What is expected >>
The first line of the data below and every line after it, through the one with "in the lattice", must be transcribed without change.

#### Data supplied ####

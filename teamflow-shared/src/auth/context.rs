/// Authenticated request context and role gating
///
/// After the API's bearer-token middleware validates a JWT, it stores an
/// `AuthContext` in the request extensions. Handlers read the caller's
/// identity and role from it and gate mutations with [`AuthContext::require_role`].
///
/// # Example
///
/// ```
/// use teamflow_shared::auth::context::AuthContext;
/// use teamflow_shared::models::user::UserRole;
/// use uuid::Uuid;
///
/// let auth = AuthContext::new(Uuid::new_v4(), "m@example.com".into(), UserRole::Manager);
/// assert!(auth.require_role(UserRole::Manager).is_ok());
/// assert!(auth.require_role(UserRole::Admin).is_err());
/// ```

use serde::{Deserialize, Serialize};
use uuid::Uuid;

use super::jwt::Claims;
use crate::models::user::UserRole;

/// Error type for authorization checks
#[derive(Debug, thiserror::Error)]
pub enum AuthzError {
    /// Caller's role is below the required level
    #[error("Insufficient permissions: requires {required:?}, has {actual:?}")]
    InsufficientRole {
        required: UserRole,
        actual: UserRole,
    },

    /// Caller is not allowed to touch this resource
    #[error("Not authorized to access this resource")]
    NotAuthorized,
}

/// Authentication context added to request extensions
#[derive(Debug, Clone, Serialize, Deserialize)]
pub struct AuthContext {
    /// Authenticated user ID
    pub user_id: Uuid,

    /// Email claim from the token
    pub email: String,

    /// Role claim from the token
    pub role: UserRole,
}

impl AuthContext {
    /// Creates an auth context directly (used by tests)
    pub fn new(user_id: Uuid, email: String, role: UserRole) -> Self {
        Self {
            user_id,
            email,
            role,
        }
    }

    /// Creates the auth context from validated JWT claims
    pub fn from_claims(claims: Claims) -> Self {
        Self {
            user_id: claims.sub,
            email: claims.email,
            role: claims.role,
        }
    }

    /// Requires the caller's role to be at least `required` in the lattice
    pub fn require_role(&self, required: UserRole) -> Result<(), AuthzError> {
        if self.role.is_at_least(required) {
            Ok(())
        } else {
            Err(AuthzError::InsufficientRole {
                required,
                actual: self.role,
            })
        }
    }

    /// Requires the caller to either own the resource or hold at least `fallback_role`
    ///
    /// This is the worker-ownership rule: a worker may touch a task only
    /// when it is assigned to them, while managers and admins may touch any.
    pub fn require_owner_or_role(
        &self,
        owner: Option<Uuid>,
        fallback_role: UserRole,
    ) -> Result<(), AuthzError> {
        if self.role.is_at_least(fallback_role) {
            return Ok(());
        }
        if owner == Some(self.user_id) {
            return Ok(());
        }
        Err(AuthzError::NotAuthorized)
    }
}

#[cfg(test)]
mod tests {
    use super::*;

    fn ctx(role: UserRole) -> AuthContext {
        AuthContext::new(Uuid::new_v4(), "t@example.com".to_string(), role)
    }

    #[test]
    fn test_require_role_lattice() {
        assert!(ctx(UserRole::Admin).require_role(UserRole::Admin).is_ok());
        assert!(ctx(UserRole::Admin).require_role(UserRole::Manager).is_ok());
        assert!(ctx(UserRole::Manager)
            .require_role(UserRole::Manager)
            .is_ok());
        assert!(ctx(UserRole::Manager)
            .require_role(UserRole::Admin)
            .is_err());
        assert!(ctx(UserRole::Worker)
            .require_role(UserRole::Manager)
            .is_err());
    }

    #[test]
    fn test_owner_or_role_allows_assignee() {
        let auth = ctx(UserRole::Worker);
        assert!(auth
            .require_owner_or_role(Some(auth.user_id), UserRole::Manager)
            .is_ok());
    }

    #[test]
    fn test_owner_or_role_rejects_other_workers() {
        let auth = ctx(UserRole::Worker);
        assert!(auth
            .require_owner_or_role(Some(Uuid::new_v4()), UserRole::Manager)
            .is_err());
        assert!(auth.require_owner_or_role(None, UserRole::Manager).is_err());
    }

    #[test]
    fn test_owner_or_role_managers_bypass_ownership() {
        let auth = ctx(UserRole::Manager);
        assert!(auth
            .require_owner_or_role(Some(Uuid::new_v4()), UserRole::Manager)
            .is_ok());
    }

    #[test]
    fn test_from_claims() {
        let claims = crate::auth::jwt::Claims::new(
            Uuid::new_v4(),
            "c@example.com".to_string(),
            UserRole::Manager,
        );
        let auth = AuthContext::from_claims(claims.clone());
        assert_eq!(auth.user_id, claims.sub);
        assert_eq!(auth.email, "c@example.com");
        assert_eq!(auth.role, UserRole::Manager);
    }
}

####

Solution for this problem >>
filename teamflow-shared/src/auth/context.rs
/// Authenticated request context and role gating
///
/// After the API's bearer-token middleware validates a JWT, it stores an
/// `AuthContext` in the request extensions. Handlers read the caller's
/// identity and role from it and gate mutations with [`AuthContext::require_role`].
///
/// # Example
///
/// ```
/// use teamflow_shared::auth::context::AuthContext;
/// use teamflow_shared::models::user::UserRole;
/// use uuid::Uuid;
///
/// let auth = AuthContext::new(Uuid::new_v4(), "m@example.com".into(), UserRole::Manager);
/// assert!(auth.require_role(UserRole::Manager).is_ok());
/// assert!(auth.require_role(UserRole::Admin).is_err());
/// ```

use serde::{Deserialize, Serialize};
use uuid::Uuid;

use super::jwt::Claims;
use crate::models::user::UserRole;

/// Error type for authorization checks
#[derive(Debug, thiserror::Error)]
pub enum AuthzError {
    /// Caller's role is below the required level
    #[error("Insufficient permissions: requires {required:?}, has {actual:?}")]
    InsufficientRole {
        required: UserRole,
        actual: UserRole,
    },

    /// Caller is not allowed to touch this resource
    #[error("Not authorized to access this resource")]
    NotAuthorized,
}

/// Authentication context added to request extensions
#[derive(Debug, Clone, Serialize, Deserialize)]
pub struct AuthContext {
    /// Authenticated user ID
    pub user_id: Uuid,

    /// Email claim from the token
    pub email: String,

    /// Role claim from the token
    pub role: UserRole,
}

impl AuthContext {
    /// Creates an auth context directly (used by tests)
    pub fn new(user_id: Uuid, email: String, role: UserRole) -> Self {
        Self {
            user_id,
            email,
            role,
        }
    }

    /// Creates the auth context from validated JWT claims
    pub fn from_claims(claims: Claims) -> Self {
        Self {
            user_id: claims.sub,
            email: claims.email,
            role: claims.role,
        }
    }

    /// Requires the caller's role to be at least `required` in the lattice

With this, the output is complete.